• **INSTRUCTIONS FOR THE TASK**
Below are some records; quote exactly the lines from the one that contains "async fn slow(State(log): State<RequestLog>, uri: Uri)" through the one that contains "async fn requests(State(log): State<RequestLog>)", inclusive, and no others.

Stored items:
Content starts

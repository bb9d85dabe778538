use axum::http::{Request, StatusCode};
use http_body_util::BodyExt;
use mock_server::{app, request_log};
use tower::ServiceExt;

async fn body_bytes(response: axum::response::Response) -> bytes::Bytes {
    response.into_body().collect().await.unwrap().to_bytes()
}

fn get(uri: &str) -> Request<String> {
    Request::builder().uri(uri).body(String::new()).unwrap()
}

fn post(uri: &str, body: &str) -> Request<String> {
    Request::builder()
        .method("POST")
        .uri(uri)
        .body(body.to_string())
        .unwrap()
}

#[tokio::test]
async fn ok_returns_200_with_body() {
    let resp = app(request_log()).oneshot(get("/ok")).await.unwrap();

    assert_eq!(resp.status(), StatusCode::OK);
    assert_eq!(body_bytes(resp).await.as_ref(), b"ok");
}

#[tokio::test]
async fn submit_returns_201_with_empty_body() {
    let resp = app(request_log())
        .oneshot(post("/submit", "x=1"))
        .await
        .unwrap();

    assert_eq!(resp.status(), StatusCode::CREATED);
    assert!(body_bytes(resp).await.is_empty());
}

#[tokio::test]
async fn echo_roundtrips_the_body() {
    let resp = app(request_log())
        .oneshot(post("/echo", "payload"))
        .await
        .unwrap();

    assert_eq!(resp.status(), StatusCode::OK);
    assert_eq!(body_bytes(resp).await.as_ref(), b"payload");
}

#[tokio::test]
async fn query_returns_the_exact_request_target() {
    let resp = app(request_log())
        .oneshot(get("/query?x=1&y=2"))
        .await
        .unwrap();

    assert_eq!(resp.status(), StatusCode::OK);
    assert_eq!(body_bytes(resp).await.as_ref(), b"/query?x=1&y=2");
}

#[tokio::test]
async fn missing_returns_404_with_body() {
    let resp = app(request_log()).oneshot(get("/missing")).await.unwrap();

    assert_eq!(resp.status(), StatusCode::NOT_FOUND);
    assert_eq!(body_bytes(resp).await.as_ref(), b"missing");
}

#[tokio::test]
async fn served_requests_are_recorded() {
    use tower::Service;

    let log = request_log();
    let mut app = app(log.clone()).into_service();

    ServiceExt::ready(&mut app)
        .await
        .unwrap()
        .call(post("/submit", "x=1"))
        .await
        .unwrap();
    ServiceExt::ready(&mut app)
        .await
        .unwrap()
        .call(get("/ok"))
        .await
        .unwrap();

    let recorded = log.read().await;
    assert_eq!(recorded.len(), 2);
    assert_eq!(recorded[0].method, "POST");
    assert_eq!(recorded[0].uri, "/submit");
    assert_eq!(recorded[0].body, b"x=1");
    assert_eq!(recorded[1].method, "GET");
    assert_eq!(recorded[1].uri, "/ok");
}

#[tokio::test]
async fn requests_route_dumps_the_log_without_recording_itself() {
    use tower::Service;

    let mut app = app(request_log()).into_service();

    ServiceExt::ready(&mut app)
        .await
        .unwrap()
        .call(get("/ok"))
        .await
        .unwrap();
    let resp = ServiceExt::ready(&mut app)
        .await
        .unwrap()
        .call(get("/requests"))
        .await
        .unwrap();

    assert_eq!(resp.status(), StatusCode::OK);
    let recorded: Vec<serde_json::Value> =
        serde_json::from_slice(&body_bytes(resp).await).unwrap();
    assert_eq!(recorded.len(), 1);
    assert_eq!(recorded[0]["uri"], "/ok");
}
//! Test server for the courier's integration tests.
//!
//! Every served request (except the introspection route) is recorded as
//! received on the wire — method, exact request target, raw body — so tests
//! can assert what actually reached the server, down to unescaped query
//! strings. `GET /requests` dumps the log as JSON.

use std::{sync::Arc, time::Duration};

use axum::{
    body::Bytes,
    extract::State,
    http::{StatusCode, Uri},
    routing::{get, post},
    Json, Router,
};
use serde::Serialize;
use tokio::{net::TcpListener, sync::RwLock};

/// One request observed by the server.
#[derive(Clone, Debug, Serialize)]
pub struct RecordedRequest {
    pub method: String,
    pub uri: String,
    pub body: Vec<u8>,
}

pub type RequestLog = Arc<RwLock<Vec<RecordedRequest>>>;

pub fn request_log() -> RequestLog {
    Arc::new(RwLock::new(Vec::new()))
}

pub fn app(log: RequestLog) -> Router {
    Router::new()
        .route("/ok", get(ok))
        .route("/submit", post(submit))
        .route("/echo", post(echo))
        .route("/query", get(query))
        .route("/missing", get(missing))
        .route("/slow", get(slow))
        .route("/requests", get(requests))
        .with_state(log)
}

pub async fn run(listener: TcpListener, log: RequestLog) -> Result<(), std::io::Error> {
    axum::serve(listener, app(log)).await
}

async fn record(log: &RequestLog, method: &str, uri: &Uri, body: Vec<u8>) {
    log.write().await.push(RecordedRequest {
        method: method.to_string(),
        uri: uri.to_string(),
        body,
    });
}

async fn ok(State(log): State<RequestLog>, uri: Uri) -> &'static str {
    record(&log, "GET", &uri, Vec::new()).await;
    "ok"
}

async fn submit(State(log): State<RequestLog>, uri: Uri, body: Bytes) -> (StatusCode, String) {
    record(&log, "POST", &uri, body.to_vec()).await;
    (StatusCode::CREATED, String::new())
}

async fn echo(State(log): State<RequestLog>, uri: Uri, body: Bytes) -> Vec<u8> {
    record(&log, "POST", &uri, body.to_vec()).await;
    body.to_vec()
}

/// Returns the exact request target, so clients can verify what URL the
/// server actually saw.
async fn query(State(log): State<RequestLog>, uri: Uri) -> String {
    record(&log, "GET", &uri, Vec::new()).await;
    uri.to_string()
}

async fn missing(State(log): State<RequestLog>, uri: Uri) -> (StatusCode, &'static str) {
    record(&log, "GET", &uri, Vec::new()).await;
    (StatusCode::NOT_FOUND, "missing")
}

/// Stalls long enough to trip any test-sized read timeout.
async fn slow(State(log): State<RequestLog>, uri: Uri) -> &'static str {
    record(&log, "GET", &uri, Vec::new()).await;
    tokio::time::sleep(Duration::from_secs(5)).await;
    "slow"
}

async fn requests(State(log): State<RequestLog>) -> Json<Vec<RecordedRequest>> {
    Json(log.read().await.clone())
}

Content ends

• **EXERCISE RESPONSE**
async fn slow(State(log): State<RequestLog>, uri: Uri) -> &'static str {
    record(&log, "GET", &uri, Vec::new()).await;
    tokio::time::sleep(Duration::from_secs(5)).await;
    "slow"
}

async fn requests(State(log): State<RequestLog>) -> Json<Vec<RecordedRequest>> {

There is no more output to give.